Mark L. had a leaking kitchen faucet and two leaking toilets.  

When Mark moved into his house twenty-five years ago, it was in rough shape. Through his persistence and handiwork, he had turned it into a terrific home. Yet, the toilets and faucets had recently developed persistent leaks. So, when Mark noticed the Water Leak Repair Program advertised on the insert of his sewer/stormwater/water bill, he decided to apply.  

A Water Leak Repair Program partner organization, the African American Alliance for Homeownership (AAAH), coordinated Mark’s repairs. Mark had two leaking toilets—one that had long been nonfunctional, and another that was chronically leaky. The plumber repaired the leaking toilet and replaced the other with a new water-efficient model. 

A kitchen sink with a silver faucet. Two hands extend out towards the faucet, one resting on its curved top, the other holding onto the tip.
Water Leak Repair Program partners replacing a faucet aerator on a kitchen faucet.

Mark’s leaking kitchen faucet also needed replacement. When the plumber arrived, he did not have the same variety of faucet with him. Mark recalls how the plumber left to go to the store and returned with that same variety of faucet that Mark preferred. “The plumber went above and beyond,” Mark remembers.  

In the end, the plumber put six hours of work into the house, making improvements and fixing leaks that Mark had been fighting for years. For Mark, the benefits of the repairs outweighed the several months he had to wait. Mark remembers how it used to make him crazy to wake up and hear the faucet dripping and know that water was being wasted. And maybe the best part—his sewer/stormwater/water bill is much lower now that the leaks are fixed.  

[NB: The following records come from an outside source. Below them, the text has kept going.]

//! Recursive-descent parser over the restricted calculator grammar.
//!
//! ```text
//! expr    := term (('+' | '-') term)*
//! term    := unary (('*' | '/') unary | <implicit> power)*
//! unary   := ('+' | '-') unary | power
//! power   := postfix ('**' unary)?
//! postfix := atom '!'*
//! atom    := number | constant | function '(' expr ')' | '(' expr ')'
//! ```
//!
//! `**` binds tighter than unary minus and is right-associative, so
//! `-2**2 == -4` and `2**-1 == 0.5`. A postfix `!` binds tighter still.

use super::{
    ast::{BinOp, Expr, Function},
    lexer::{tokenize, Token},
    ParseError,
};

/// Limit for both parser recursion and the height of the built tree.
const MAX_DEPTH: usize = 200;

/// A subtree together with its height.
type Node = (Expr, usize);

pub fn parse(input: &str) -> Result<Expr, ParseError> {
    let tokens = tokenize(input)?;
    let mut parser = Parser {
        tokens,
        pos: 0,
        depth: 0,
        end: input.chars().count(),
    };

    let (expr, _) = parser.expr()?;
    if let Some((at, tok)) = parser.tokens.get(parser.pos) {
        return Err(ParseError::new(*at, format!("unexpected {tok:?}")));
    }
    Ok(expr)
}

struct Parser {
    tokens: Vec<(usize, Token)>,
    pos: usize,
    depth: usize,
    end: usize,
}

impl Parser {
    fn peek(&self) -> Option<&Token> {
        self.tokens.get(self.pos).map(|(_, t)| t)
    }

    fn offset(&self) -> usize {
        self.tokens
            .get(self.pos)
            .map(|(at, _)| *at)
            .unwrap_or(self.end)
    }

    fn next(&mut self) -> Option<Token> {
        let tok = self.tokens.get(self.pos).map(|(_, t)| t.clone());
        if tok.is_some() {
            self.pos += 1;
        }
        tok
    }

    fn expect(&mut self, want: Token) -> Result<(), ParseError> {
        let at = self.offset();
        match self.next() {
            Some(tok) if tok == want => Ok(()),
            Some(tok) => Err(ParseError::new(at, format!("expected {want:?}, got {tok:?}"))),
            None => Err(ParseError::new(at, format!("expected {want:?}, got end of input"))),
        }
    }

    fn too_deep(&self) -> ParseError {
        ParseError::new(self.offset(), "expression nested too deeply")
    }

    /// Wrap `height` in one more level, refusing trees evaluation could not walk.
    fn grow(&self, height: usize) -> Result<usize, ParseError> {
        let height = height + 1;
        if height > MAX_DEPTH {
            return Err(self.too_deep());
        }
        Ok(height)
    }

    fn binary(&self, op: BinOp, (lhs, lh): Node, (rhs, rh): Node) -> Result<Node, ParseError> {
        let height = self.grow(lh.max(rh))?;
        Ok((Expr::Binary(op, Box::new(lhs), Box::new(rhs)), height))
    }

    fn call(&self, f: Function, (arg, h): Node) -> Result<Node, ParseError> {
        let height = self.grow(h)?;
        Ok((Expr::Call(f, Box::new(arg)), height))
    }

    fn expr(&mut self) -> Result<Node, ParseError> {
        let mut lhs = self.term()?;
        loop {
            let op = match self.peek() {
                Some(Token::Plus) => BinOp::Add,
                Some(Token::Minus) => BinOp::Sub,
                _ => return Ok(lhs),
            };
            self.pos += 1;
            let rhs = self.term()?;
            lhs = self.binary(op, lhs, rhs)?;
        }
    }

    fn term(&mut self) -> Result<Node, ParseError> {
        let mut lhs = self.unary()?;
        loop {
            let (op, rhs) = match self.peek() {
                Some(Token::Star) => {
                    self.pos += 1;
                    (BinOp::Mul, self.unary()?)
                }
                Some(Token::Slash) => {
                    self.pos += 1;
                    (BinOp::Div, self.unary()?)
                }
                Some(tok) if tok.starts_operand() => (BinOp::Mul, self.power()?),
                _ => return Ok(lhs),
            };
            lhs = self.binary(op, lhs, rhs)?;
        }
    }

    fn unary(&mut self) -> Result<Node, ParseError> {
        self.depth += 1;
        if self.depth > MAX_DEPTH {
            return Err(self.too_deep());
        }

        let out = match self.peek() {
            Some(Token::Minus) => {
                self.pos += 1;
                self.unary().and_then(|(e, h)| {
                    let height = self.grow(h)?;
                    Ok((Expr::Neg(Box::new(e)), height))
                })
            }
            Some(Token::Plus) => {
                self.pos += 1;
                self.unary()
            }
            _ => self.power(),
        };

        self.depth -= 1;
        out
    }

    fn power(&mut self) -> Result<Node, ParseError> {
        let base = self.postfix()?;
        if self.peek() == Some(&Token::DoubleStar) {
            self.pos += 1;
            let exp = self.unary()?;
            return self.binary(BinOp::Pow, base, exp);
        }
        Ok(base)
    }

    fn postfix(&mut self) -> Result<Node, ParseError> {
        let mut node = self.atom()?;
        while self.peek() == Some(&Token::Bang) {
            self.pos += 1;
            node = self.call(Function::Factorial, node)?;
        }
        Ok(node)
    }

    fn atom(&mut self) -> Result<Node, ParseError> {
        let at = self.offset();
        match self.next() {
            Some(Token::Num(v)) => Ok((Expr::Num(v), 1)),
            Some(Token::Const(c)) => Ok((Expr::Const(c), 1)),
            Some(Token::Func(f)) => {
                self.expect(Token::LParen)?;
                let arg = self.expr()?;
                self.expect(Token::RParen)?;
                self.call(f, arg)
            }
            Some(Token::LParen) => {
                let inner = self.expr()?;
                self.expect(Token::RParen)?;
                Ok(inner)
            }
            Some(tok) => Err(ParseError::new(at, format!("unexpected {tok:?}"))),
            None => Err(ParseError::new(at, "unexpected end of input")),
        }
    }
}
//! Safe expression evaluation.
//!
//! Calculator notation is normalized, parsed by a small grammar that knows only
//! a fixed set of functions and constants, and evaluated numerically. Nothing
//! outside that grammar is ever resolved.

pub mod ast;
pub mod lexer;
pub mod normalize;
pub mod parser;

use crate::{errors::ErrorKind, session::PLACEHOLDER};

pub use normalize::normalize;
pub use parser::parse;

/// Fractional digits kept when formatting a non-integral result.
const MAX_FRACTION_DIGITS: usize = 10;

#[derive(Clone, Debug, PartialEq, thiserror::Error)]
#[error("at {pos}: {message}")]
pub struct ParseError {
    pub pos: usize,
    pub message: String,
}

impl ParseError {
    pub fn new(pos: usize, message: impl Into<String>) -> Self {
        Self {
            pos,
            message: message.into(),
        }
    }
}

#[derive(Clone, Debug, PartialEq, thiserror::Error)]
pub enum EvalError {
    #[error("invalid syntax {0}")]
    Syntax(#[from] ParseError),

    #[error("division by zero")]
    DivisionByZero,

    #[error("math domain error in {0}")]
    Domain(&'static str),

    #[error("result is not a finite number")]
    NonFinite,
}

impl EvalError {
    pub fn kind(&self) -> ErrorKind {
        match self {
            EvalError::Syntax(_) => ErrorKind::InvalidSyntax,
            EvalError::DivisionByZero => ErrorKind::DivisionByZero,
            EvalError::Domain(_) => ErrorKind::MathDomain,
            EvalError::NonFinite => ErrorKind::CalculationError,
        }
    }
}

/// Evaluate calculator notation to its display string.
///
/// Callers are expected to run [`crate::validator::validate`] first.
pub fn evaluate(expression: &str) -> Result<String, ErrorKind> {
    evaluate_detailed(expression).map_err(|e| {
        tracing::debug!(expression, error = %e, "evaluation failed");
        e.kind()
    })
}

/// Like [`evaluate`], keeping the internal failure detail.
pub fn evaluate_detailed(expression: &str) -> Result<String, EvalError> {
    let trimmed = expression.trim();
    if trimmed.is_empty() || trimmed == PLACEHOLDER {
        return Ok(PLACEHOLDER.to_string());
    }

    let normalized = normalize(trimmed);
    let value = parse(&normalized)?.eval()?;
    Ok(format_number(value))
}

/// Integral values print as integers; others keep up to ten fractional
/// digits without trailing zeros.
pub fn format_number(value: f64) -> String {
    if value.fract() == 0.0 {
        if value == 0.0 {
            return PLACEHOLDER.to_string();
        }
        return format!("{value:.0}");
    }

    let fixed = format!("{value:.prec$}", prec = MAX_FRACTION_DIGITS);
    let trimmed = fixed.trim_end_matches('0').trim_end_matches('.');
    if trimmed == "-0" {
        PLACEHOLDER.to_string()
    } else {
        trimmed.to_string()
    }
}

#[cfg(test)]
mod tests {
    use super::*;

    fn ok(s: &str) -> String {
        evaluate(s).unwrap_or_else(|k| panic!("{s:?} failed with {k}"))
    }

    fn err(s: &str) -> ErrorKind {
        evaluate(s).expect_err(s)
    }

    #[test]
    fn placeholder_and_empty_are_zero() {
        assert_eq!(ok("0"), "0");
        assert_eq!(ok(""), "0");
        assert_eq!(ok("   "), "0");
    }

    #[test]
    fn basic_arithmetic() {
        assert_eq!(ok("2+2"), "4");
        assert_eq!(ok("(5+3)*2"), "16");
        assert_eq!(ok("7-10"), "-3");
        assert_eq!(ok("1/4"), "0.25");
        assert_eq!(ok("6×3÷2"), "9");
        assert_eq!(ok("0.1+0.2"), "0.3");
    }

    #[test]
    fn caret_and_double_star_agree() {
        assert_eq!(ok("2^3"), "8");
        assert_eq!(ok("2**3"), "8");
        assert_eq!(ok("-2^2"), "-4");
        assert_eq!(ok("2^-1"), "0.5");
        assert_eq!(ok("2^3^2"), "512");
    }

    #[test]
    fn factorial_and_functions() {
        assert_eq!(ok("5!"), "120");
        assert_eq!(ok("0!"), "1");
        assert_eq!(ok("3!+1"), "7");
        assert_eq!(ok("sqrt(25)"), "5");
        assert_eq!(ok("abs(-3)"), "3");
        assert_eq!(ok("log(100)"), "2");
        assert_eq!(ok("ln(e)"), "1");
        assert_eq!(ok("sin(0)"), "0");
        assert_eq!(ok("sin(pi)"), "0");
        assert_eq!(ok("factorial(4)"), "24");
    }

    #[test]
    fn pi_times_two_has_no_trailing_zeros() {
        let v = ok("pi*2");
        assert!(v.starts_with("6.28318"), "{v}");
        assert_eq!(v, "6.2831853072");
    }

    #[test]
    fn implicit_multiplication_with_constants() {
        assert_eq!(ok("2pi"), ok("2*pi"));
        assert_eq!(ok("pie"), ok("pi*e"));
        assert_eq!(ok("2(3+4)"), "14");
    }

    #[test]
    fn percent_divides_by_hundred() {
        assert_eq!(ok("50%"), "0.5");
        assert_eq!(ok("200×10%"), "20");
    }

    #[test]
    fn division_by_zero() {
        assert_eq!(err("5/0"), ErrorKind::DivisionByZero);
        assert_eq!(err("5÷(2-2)"), ErrorKind::DivisionByZero);
        assert_eq!(err("0^-1"), ErrorKind::DivisionByZero);
    }

    #[test]
    fn math_domain() {
        assert_eq!(err("log(-1)"), ErrorKind::MathDomain);
        assert_eq!(err("ln(0)"), ErrorKind::MathDomain);
        assert_eq!(err("sqrt(-4)"), ErrorKind::MathDomain);
        assert_eq!(err("factorial(-1)"), ErrorKind::MathDomain);
        assert_eq!(err("factorial(2.5)"), ErrorKind::MathDomain);
        assert_eq!(err("(-8)^0.5"), ErrorKind::MathDomain);
    }

    #[test]
    fn invalid_syntax() {
        for s in ["5+", "2**", "(1", "sin(", "x", "__import__('os')", "1.2.3", "!5", "5!("] {
            assert_eq!(err(s), ErrorKind::InvalidSyntax, "{s:?}");
        }
    }

    #[test]
    fn postfix_factorial_after_any_operand() {
        assert_eq!(ok("(3)!"), "6");
        assert_eq!(ok("(2+3)!"), "120");
        assert_eq!(ok("sqrt(9)!"), "6");
        assert_eq!(ok("3!!"), "720");
        assert_eq!(ok("2^3!"), "64");
        assert_eq!(err("pi!"), ErrorKind::MathDomain);
        assert_eq!(err("(0-1)!"), ErrorKind::MathDomain);
    }

    #[test]
    fn exponent_notation_is_not_supported() {
        // 2e3 reads as 2 * e * 3, never 2000.
        assert_eq!(ok("2e3"), ok("2*e*3"));
        assert_ne!(ok("2e3"), "2000");
    }

    #[test]
    fn long_sums_fail_cleanly() {
        let s = format!("{}1", "1+".repeat(20_000));
        assert_eq!(err(&s), ErrorKind::InvalidSyntax);
        let s = format!("{}1", "1+".repeat(99));
        assert_eq!(ok(&s), "100");
    }

    #[test]
    fn overflow_is_a_calculation_error() {
        assert_eq!(err("200!"), ErrorKind::CalculationError);
        assert_eq!(err("10^400"), ErrorKind::CalculationError);
    }

    #[test]
    fn detailed_errors_keep_the_cause() {
        assert_eq!(
            evaluate_detailed("sqrt(-1)"),
            Err(EvalError::Domain("sqrt"))
        );
        assert!(matches!(
            evaluate_detailed("1+"),
            Err(EvalError::Syntax(ParseError { .. }))
        ));
    }

    #[test]
    fn format_rules() {
        assert_eq!(format_number(4.0), "4");
        assert_eq!(format_number(-0.0), "0");
        assert_eq!(format_number(1e20), "100000000000000000000");
        assert_eq!(format_number(0.5), "0.5");
        assert_eq!(format_number(1.0 / 3.0), "0.3333333333");
        assert_eq!(format_number(2.00000000004), "2");
        assert_eq!(format_number(-1e-12), "0");
    }
}
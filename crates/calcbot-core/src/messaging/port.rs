use async_trait::async_trait;

use crate::{
    domain::{ChatId, MessageRef},
    messaging::types::InlineKeyboard,
    Result,
};

/// Outbound side of the bot.
///
/// All texts are Telegram HTML.
#[async_trait]
pub trait MessagingPort: Send + Sync {
    async fn send_html(&self, chat_id: ChatId, html: &str) -> Result<MessageRef>;

    async fn send_inline_keyboard(
        &self,
        chat_id: ChatId,
        html: &str,
        keyboard: InlineKeyboard,
    ) -> Result<MessageRef>;

    /// Replace both the text and the keyboard of a message sent earlier.
    async fn edit_inline_keyboard(
        &self,
        msg: MessageRef,
        html: &str,
        keyboard: InlineKeyboard,
    ) -> Result<()>;

    async fn answer_callback_query(&self, callback_id: &str, text: Option<&str>) -> Result<()>;
}
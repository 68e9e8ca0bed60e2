use std::{
    collections::HashMap,
    sync::{Arc, Mutex, MutexGuard, PoisonError},
};

use crate::{domain::UserId, formatting::escape_html};

/// Display value of an empty calculator.
pub const PLACEHOLDER: &str = "0";

/// Tokens that extend the placeholder instead of replacing it (`"0"` + `"+"` = `"0+"`).
const EXTENDING_TOKENS: [&str; 6] = ["+", "-", "*", "/", "(", ")"];

const OPERATORS: [(&str, &str); 6] = [
    ("add", "+"),
    ("sub", "-"),
    ("mul", "×"),
    ("div", "÷"),
    ("mod", "%"),
    ("pow", "^"),
];

/// One user's in-progress expression.
///
/// The expression is never empty; the smallest value is [`PLACEHOLDER`].
#[derive(Clone, Debug, PartialEq, Eq)]
pub struct CalculatorSession {
    user_id: UserId,
    expression: String,
    last_result: Option<String>,
}

impl CalculatorSession {
    pub fn new(user_id: UserId) -> Self {
        Self {
            user_id,
            expression: PLACEHOLDER.to_string(),
            last_result: None,
        }
    }

    pub fn user_id(&self) -> UserId {
        self.user_id
    }

    pub fn expression(&self) -> &str {
        &self.expression
    }

    pub fn last_result(&self) -> Option<&str> {
        self.last_result.as_deref()
    }

    pub fn append(&mut self, token: &str) {
        if self.expression == PLACEHOLDER && !EXTENDING_TOKENS.contains(&token) {
            self.expression = token.to_string();
        } else {
            self.expression.push_str(token);
        }
    }

    /// Drop the last character (`C` and `⌫` share this behavior).
    pub fn delete_last(&mut self) {
        let mut chars = self.expression.chars();
        if chars.next_back().is_some() && !chars.as_str().is_empty() {
            let keep = chars.as_str().len();
            self.expression.truncate(keep);
        } else {
            self.expression = PLACEHOLDER.to_string();
        }
    }

    pub fn reset_all(&mut self) {
        self.expression = PLACEHOLDER.to_string();
        self.last_result = None;
    }

    pub fn set_result(&mut self, value: &str) {
        self.expression = value.to_string();
        self.last_result = Some(value.to_string());
    }

    /// Expression in monospace, ready for Telegram HTML.
    pub fn display(&self) -> String {
        format!("<code>{}</code>", escape_html(&self.expression))
    }

    /// Scientific function button: `sin` -> `sin(`, `fact` -> postfix `!`.
    pub fn append_function(&mut self, name: &str) {
        match name {
            "sin" | "cos" | "tan" | "log" | "ln" | "sqrt" | "abs" => {
                self.append(&format!("{name}("))
            }
            "fact" | "factorial" => self.append("!"),
            _ => {}
        }
    }

    pub fn append_constant(&mut self, name: &str) {
        match name {
            "pi" => self.append("pi"),
            "e" => self.append("e"),
            _ => {}
        }
    }

    /// Operator button by semantic name; unknown names are ignored.
    pub fn append_operator(&mut self, name: &str) {
        if let Some((_, glyph)) = OPERATORS.iter().find(|(op, _)| *op == name) {
            self.append(glyph);
        }
    }
}

pub type SessionHandle = Arc<Mutex<CalculatorSession>>;

/// Volatile per-process map of user sessions.
///
/// Lookup and insertion happen under one lock, so concurrent first touches of the
/// same user observe the same session.
#[derive(Debug, Default)]
pub struct SessionStore {
    inner: Mutex<HashMap<UserId, SessionHandle>>,
}

impl SessionStore {
    pub fn new() -> Self {
        Self::default()
    }

    pub fn get_or_create(&self, user_id: UserId) -> SessionHandle {
        let mut map = self.inner.lock().unwrap_or_else(PoisonError::into_inner);
        map.entry(user_id)
            .or_insert_with(|| Arc::new(Mutex::new(CalculatorSession::new(user_id))))
            .clone()
    }

    /// Remove the session; the next touch starts from the placeholder.
    pub fn delete(&self, user_id: UserId) {
        let mut map = self.inner.lock().unwrap_or_else(PoisonError::into_inner);
        map.remove(&user_id);
    }

    pub fn len(&self) -> usize {
        self.inner
            .lock()
            .unwrap_or_else(PoisonError::into_inner)
            .len()
    }

    pub fn is_empty(&self) -> bool {
        self.len() == 0
    }
}

/// Lock a session handle; a poisoned lock still holds a valid session.
pub fn lock(handle: &SessionHandle) -> MutexGuard<'_, CalculatorSession> {
    handle.lock().unwrap_or_else(PoisonError::into_inner)
}

#[cfg(test)]
mod tests {
    use super::*;
    use std::sync::Barrier;

    fn session() -> CalculatorSession {
        CalculatorSession::new(UserId(1))
    }

    #[test]
    fn new_session_shows_placeholder() {
        let s = session();
        assert_eq!(s.expression(), "0");
        assert_eq!(s.last_result(), None);
    }

    #[test]
    fn append_builds_expression_and_backspace_trims() {
        let mut s = session();
        s.append("5");
        s.append("+");
        s.append("3");
        assert_eq!(s.expression(), "5+3");

        s.delete_last();
        assert_eq!(s.expression(), "5+");
        s.delete_last();
        assert_eq!(s.expression(), "5");
        s.delete_last();
        assert_eq!(s.expression(), "0");
        s.delete_last();
        assert_eq!(s.expression(), "0");
    }

    #[test]
    fn placeholder_is_replaced_by_digits_but_extended_by_operators() {
        let mut s = session();
        s.append("+");
        assert_eq!(s.expression(), "0+");

        let mut s = session();
        s.append("7");
        assert_eq!(s.expression(), "7");

        let mut s = session();
        s.append("(");
        assert_eq!(s.expression(), "0(");
    }

    #[test]
    fn display_glyphs_are_not_in_the_extending_set() {
        // The keypad appends `×`; only ASCII operators extend the placeholder.
        let mut s = session();
        s.append_operator("mul");
        assert_eq!(s.expression(), "×");
    }

    #[test]
    fn delete_last_handles_multibyte_glyphs() {
        let mut s = session();
        s.append("6");
        s.append_operator("div");
        assert_eq!(s.expression(), "6÷");
        s.delete_last();
        assert_eq!(s.expression(), "6");
    }

    #[test]
    fn reset_all_clears_result() {
        let mut s = session();
        s.set_result("42");
        assert_eq!(s.expression(), "42");
        assert_eq!(s.last_result(), Some("42"));

        s.reset_all();
        assert_eq!(s.expression(), "0");
        assert_eq!(s.last_result(), None);
    }

    #[test]
    fn result_continues_unless_it_is_zero() {
        let mut s = session();
        s.set_result("12");
        s.append("3");
        assert_eq!(s.expression(), "123");

        s.set_result("0");
        s.append("3");
        assert_eq!(s.expression(), "3");
    }

    #[test]
    fn function_constant_and_operator_mappers() {
        let mut s = session();
        s.append_function("sin");
        assert_eq!(s.expression(), "sin(");

        let mut s = session();
        s.append("5");
        s.append_function("fact");
        assert_eq!(s.expression(), "5!");

        let mut s = session();
        s.append("2");
        s.append_constant("pi");
        s.append_constant("e");
        s.append_constant("tau");
        assert_eq!(s.expression(), "2pie");

        let mut s = session();
        s.append("2");
        for op in ["add", "sub", "mul", "div", "mod", "pow", "xor"] {
            s.append_operator(op);
        }
        assert_eq!(s.expression(), "2+-×÷%^");
    }

    #[test]
    fn unknown_function_is_ignored() {
        let mut s = session();
        s.append_function("exp");
        assert_eq!(s.expression(), "0");
    }

    #[test]
    fn display_wraps_in_code_and_escapes() {
        let mut s = session();
        s.append("1<2");
        assert_eq!(s.display(), "<code>1&lt;2</code>");
    }

    #[test]
    fn store_reuses_and_deletes_sessions() {
        let store = SessionStore::new();
        let a = store.get_or_create(UserId(7));
        lock(&a).append("9");

        let b = store.get_or_create(UserId(7));
        assert!(Arc::ptr_eq(&a, &b));
        assert_eq!(lock(&b).expression(), "9");
        assert_eq!(store.len(), 1);

        store.delete(UserId(7));
        assert!(store.is_empty());
        let c = store.get_or_create(UserId(7));
        assert_eq!(lock(&c).expression(), "0");
    }

    #[test]
    fn concurrent_first_touch_creates_one_session() {
        const THREADS: usize = 16;
        let store = Arc::new(SessionStore::new());
        let barrier = Arc::new(Barrier::new(THREADS));

        let handles: Vec<_> = (0..THREADS)
            .map(|_| {
                let store = store.clone();
                let barrier = barrier.clone();
                std::thread::spawn(move || {
                    barrier.wait();
                    store.get_or_create(UserId(99))
                })
            })
            .collect();

        let sessions: Vec<SessionHandle> =
            handles.into_iter().map(|h| h.join().unwrap()).collect();
        let first = &sessions[0];
        assert!(sessions.iter().all(|s| Arc::ptr_eq(first, s)));
        assert_eq!(store.len(), 1);
    }
}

Now that his home is free of leaks, Mark is looking forward performing live music this summer. After a hiatus due to the COVID-19 pandemic, Mark is excited to get back out play music with his two bands. To anyone considering the leak repair program, Mark says, “It’s a benefit to yourself and to your property—and to all of us, because we cannot afford to waste water.” 

How to get help with leaks 

Last year, the program served 108 homeowners. Applicants came to the program from all parts of Portland, representing a wide range of ages, ethnic/racial and gender identities, and ten languages spoken or preferred.  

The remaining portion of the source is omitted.